但是,纵横家中确实有部分名人曾经侍奉过多位君主,他说的似乎也对。
鲁仲连子习以为常的看着眼前的老对手,语气平淡的说道:“苏秦佩六国相印后世文人都爱这样说,其实就齐,赵,燕三国,联六国逼秦废弃帝位。虽不忠于君,却忠于民,为天下百姓奔走于列国,何罪之有?张仪片言可得楚六百里,我鲁仲连子一信可夺一城。你公孙龙除了白马和鸡,还有什么?”
鲁仲连子一席话说出后,四周不仅传来叫好声,还有无数学子和父母纷纷研究起了,是否要拜入纵横家。
作为年轻时,稷下学宫的老对头,公孙龙当然明白,绝不是一言两语可以获胜的,于是他非常熟练的绕开了自己除了“白马和鸡”这些诡辩学说以外,似乎在其他方面没有任何建树这条事实,死死抓住可知忠义这件事情:“正所谓生于斯,长于斯,鲁仲连子你不忠于齐王建,而长年游历列国,还在赵国谏言赵王,纵使才能在出众,与家国无益,又有何用?”

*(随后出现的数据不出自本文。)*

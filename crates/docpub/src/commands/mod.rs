//! CLI command implementations.

pub(crate) mod inspect;
pub(crate) mod publish;

pub(crate) use inspect::InspectArgs;
pub(crate) use publish::PublishArgs;

use docpub_config::{Config, ConfigError};
use docpub_gdocs::request::RgbColor;
use docpub_gdocs::{PublishConfig, Theme};

/// Build the publisher configuration from loaded settings.
pub(crate) fn publish_config(config: &Config) -> Result<PublishConfig, ConfigError> {
    let theme = Theme::default()
        .base_font_size(config.style.base_font_size)
        .accent_color(RgbColor::from_rgb8(config.style.accent_rgb()?));

    Ok(PublishConfig {
        insert_index: config.publish.insert_index,
        theme,
    })
}
//! Google Docs `batchUpdate` request model.
//!
//! Each [`Request`] serializes to exactly one JSON object of the
//! `requests` array, e.g. `{"updateTextStyle": {...}}`.

use serde::Serialize;

/// One edit operation of a `batchUpdate` call.
#[derive(Debug, Clone, PartialEq, Serialize)]
#[serde(rename_all = "camelCase")]
pub enum Request {
    /// Insert text at an index.
    InsertText(InsertTextRequest),
    /// Change character formatting over a range.
    UpdateTextStyle(UpdateTextStyleRequest),
    /// Change paragraph formatting over a range.
    UpdateParagraphStyle(UpdateParagraphStyleRequest),
    /// Turn the paragraphs in a range into list items.
    CreateParagraphBullets(CreateParagraphBulletsRequest),
}

impl Request {
    /// Insert `text` at `index`.
    #[must_use]
    pub fn insert_text(index: usize, text: impl Into<String>) -> Self {
        Self::InsertText(InsertTextRequest {
            location: Location { index },
            text: text.into(),
        })
    }

    /// Apply `style` to `range`; the field mask covers exactly the set properties.
    #[must_use]
    pub fn text_style(range: Range, style: TextStyle) -> Self {
        let fields = style.fields();
        Self::UpdateTextStyle(UpdateTextStyleRequest {
            range,
            text_style: style,
            fields,
        })
    }

    /// Apply `style` to the paragraphs in `range`.
    #[must_use]
    pub fn paragraph_style(range: Range, style: ParagraphStyle) -> Self {
        let fields = style.fields();
        Self::UpdateParagraphStyle(UpdateParagraphStyleRequest {
            range,
            paragraph_style: style,
            fields,
        })
    }

    /// Convert the paragraphs in `range` to a bulleted list.
    #[must_use]
    pub fn bullets(range: Range, preset: BulletPreset) -> Self {
        Self::CreateParagraphBullets(CreateParagraphBulletsRequest {
            range,
            bullet_preset: preset,
        })
    }

    /// API name of the request, as it appears in JSON.
    #[must_use]
    pub fn name(&self) -> &'static str {
        match self {
            Self::InsertText(_) => "insertText",
            Self::UpdateTextStyle(_) => "updateTextStyle",
            Self::UpdateParagraphStyle(_) => "updateParagraphStyle",
            Self::CreateParagraphBullets(_) => "createParagraphBullets",
        }
    }

    /// Range the request applies to. `None` for insertions.
    #[must_use]
    pub fn range(&self) -> Option<Range> {
        match self {
            Self::InsertText(_) => None,
            Self::UpdateTextStyle(r) => Some(r.range),
            Self::UpdateParagraphStyle(r) => Some(r.range),
            Self::CreateParagraphBullets(r) => Some(r.range),
        }
    }
}

/// Half-open document index range.
#[derive(Debug, Clone, Copy, PartialEq, Eq, Serialize)]
#[serde(rename_all = "camelCase")]
pub struct Range {
    /// First index (inclusive).
    pub start_index: usize,
    /// Last index (exclusive).
    pub end_index: usize,
}

impl Range {
    #[must_use]
    pub fn new(start_index: usize, end_index: usize) -> Self {
        debug_assert!(
            start_index <= end_index,
            "range start {start_index} > end {end_index}"
        );
        Self {
            start_index,
            end_index,
        }
    }
}

/// Document position.
#[derive(Debug, Clone, Copy, PartialEq, Eq, Serialize)]
pub struct Location {
    pub index: usize,
}

#[derive(Debug, Clone, PartialEq, Eq, Serialize)]
pub struct InsertTextRequest {
    pub location: Location,
    pub text: String,
}

#[derive(Debug, Clone, PartialEq, Serialize)]
#[serde(rename_all = "camelCase")]
pub struct UpdateTextStyleRequest {
    pub range: Range,
    pub text_style: TextStyle,
    /// Comma-separated field mask.
    pub fields: String,
}

#[derive(Debug, Clone, PartialEq, Serialize)]
#[serde(rename_all = "camelCase")]
pub struct UpdateParagraphStyleRequest {
    pub range: Range,
    pub paragraph_style: ParagraphStyle,
    /// Comma-separated field mask.
    pub fields: String,
}

#[derive(Debug, Clone, PartialEq, Eq, Serialize)]
#[serde(rename_all = "camelCase")]
pub struct CreateParagraphBulletsRequest {
    pub range: Range,
    pub bullet_preset: BulletPreset,
}

/// Character formatting. Unset properties are left untouched.
#[derive(Debug, Clone, Default, PartialEq, Serialize)]
#[serde(rename_all = "camelCase")]
pub struct TextStyle {
    #[serde(skip_serializing_if = "Option::is_none")]
    pub bold: Option<bool>,
    #[serde(skip_serializing_if = "Option::is_none")]
    pub font_size: Option<Dimension>,
    #[serde(skip_serializing_if = "Option::is_none")]
    pub foreground_color: Option<OptionalColor>,
    #[serde(skip_serializing_if = "Option::is_none")]
    pub link: Option<Link>,
}

impl TextStyle {
    /// Field mask naming every set property.
    #[must_use]
    pub fn fields(&self) -> String {
        let mut fields = Vec::new();
        if self.bold.is_some() {
            fields.push("bold");
        }
        if self.font_size.is_some() {
            fields.push("fontSize");
        }
        if self.foreground_color.is_some() {
            fields.push("foregroundColor");
        }
        if self.link.is_some() {
            fields.push("link");
        }
        fields.join(",")
    }
}

/// Paragraph formatting. Unset properties are left untouched.
#[derive(Debug, Clone, Default, PartialEq, Serialize)]
#[serde(rename_all = "camelCase")]
pub struct ParagraphStyle {
    #[serde(skip_serializing_if = "Option::is_none")]
    pub named_style_type: Option<NamedStyleType>,
    #[serde(skip_serializing_if = "Option::is_none")]
    pub border_bottom: Option<ParagraphBorder>,
}

impl ParagraphStyle {
    /// Field mask naming every set property.
    #[must_use]
    pub fn fields(&self) -> String {
        let mut fields = Vec::new();
        if self.named_style_type.is_some() {
            fields.push("namedStyleType");
        }
        if self.border_bottom.is_some() {
            fields.push("borderBottom");
        }
        fields.join(",")
    }
}

/// Built-in paragraph style.
#[derive(Debug, Clone, Copy, PartialEq, Eq, Serialize)]
pub enum NamedStyleType {
    #[serde(rename = "HEADING_2")]
    Heading2,
    #[serde(rename = "HEADING_3")]
    Heading3,
}

#[derive(Debug, Clone, PartialEq, Serialize)]
#[serde(rename_all = "camelCase")]
pub struct ParagraphBorder {
    pub color: OptionalColor,
    pub width: Dimension,
    pub padding: Dimension,
    pub dash_style: DashStyle,
}

#[derive(Debug, Clone, Copy, PartialEq, Eq, Serialize)]
#[serde(rename_all = "SCREAMING_SNAKE_CASE")]
pub enum DashStyle {
    Solid,
}

#[derive(Debug, Clone, Copy, PartialEq, Eq, Serialize)]
#[serde(rename_all = "SCREAMING_SNAKE_CASE")]
pub enum BulletPreset {
    BulletDiscCircleSquare,
}

/// A magnitude in points.
#[derive(Debug, Clone, Copy, PartialEq, Serialize)]
pub struct Dimension {
    pub magnitude: f32,
    pub unit: Unit,
}

impl Dimension {
    #[must_use]
    pub fn pt(magnitude: f32) -> Self {
        Self {
            magnitude,
            unit: Unit::Pt,
        }
    }
}

#[derive(Debug, Clone, Copy, PartialEq, Eq, Serialize)]
#[serde(rename_all = "UPPERCASE")]
pub enum Unit {
    Pt,
}

/// Colour wrapper as the API nests it: `{"color": {"rgbColor": {...}}}`.
#[derive(Debug, Clone, Copy, PartialEq, Serialize)]
pub struct OptionalColor {
    pub color: Color,
}

#[derive(Debug, Clone, Copy, PartialEq, Serialize)]
#[serde(rename_all = "camelCase")]
pub struct Color {
    pub rgb_color: RgbColor,
}

/// RGB colour with channels in `0.0..=1.0`.
#[derive(Debug, Clone, Copy, PartialEq, Serialize)]
pub struct RgbColor {
    pub red: f32,
    pub green: f32,
    pub blue: f32,
}

impl RgbColor {
    pub const BLACK: Self = Self::new(0.0, 0.0, 0.0);
    pub const WHITE: Self = Self::new(1.0, 1.0, 1.0);

    #[must_use]
    pub const fn new(red: f32, green: f32, blue: f32) -> Self {
        Self { red, green, blue }
    }

    /// Build from 8-bit channels.
    #[must_use]
    pub fn from_rgb8([r, g, b]: [u8; 3]) -> Self {
        Self::new(
            f32::from(r) / 255.0,
            f32::from(g) / 255.0,
            f32::from(b) / 255.0,
        )
    }
}

impl From<RgbColor> for OptionalColor {
    fn from(rgb_color: RgbColor) -> Self {
        Self {
            color: Color { rgb_color },
        }
    }
}

#[derive(Debug, Clone, PartialEq, Eq, Serialize)]
pub struct Link {
    pub url: String,
}

/// Body of a `documents.batchUpdate` call.
#[derive(Debug, Serialize)]
pub(crate) struct BatchUpdateBody<'a> {
    pub(crate) requests: &'a [Request],
}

完全无视了如果赵国臣服秦国,齐国也离灭亡不远了的事实。
这就是名家的拿手绝活之一,死咬住对方的缺点不放,完全无视对方的指责,找到七寸,就往死里打。纵使你口舌如簧,我就一句“你不忠”,你奈我何。
两位名传七国的老者,就这样你一言我一语,时而谈古论今,时而戏言天下列国诸侯,两人唇枪舌剑,存步不让。
纵横家的鲁仲连子之言,每句话都让人听得心潮澎湃,气魄十足,毕竟如果不能说动别人的内心,又如何合纵连横列国君王,臣子。
而另一边的名家的公孙龙,则每句话都离不开“诡辩”二字,每句话都死死的踩在对与不对之间,站在自己的立场,将对方的七寸狠狠撕开。能服人口,却不能服人心。
台下的众人都沉浸在两人的话锋中,无法自拔。
另一边,墨寻和墨吟父子正在自己搭建的木屋中,展现墨家墨子名震七国的三绝技之一“小孔成像”
随着木屋的门窗都被关闭,整个木屋陷入一片漆黑之中,然后墨寻打开提前设置好的机关,一缕阳光透过小孔照射进屋内,清晰的撒在另一侧早就挂好的白布上,一个清晰的图形开始随着木板的移动,忽大忽小起来。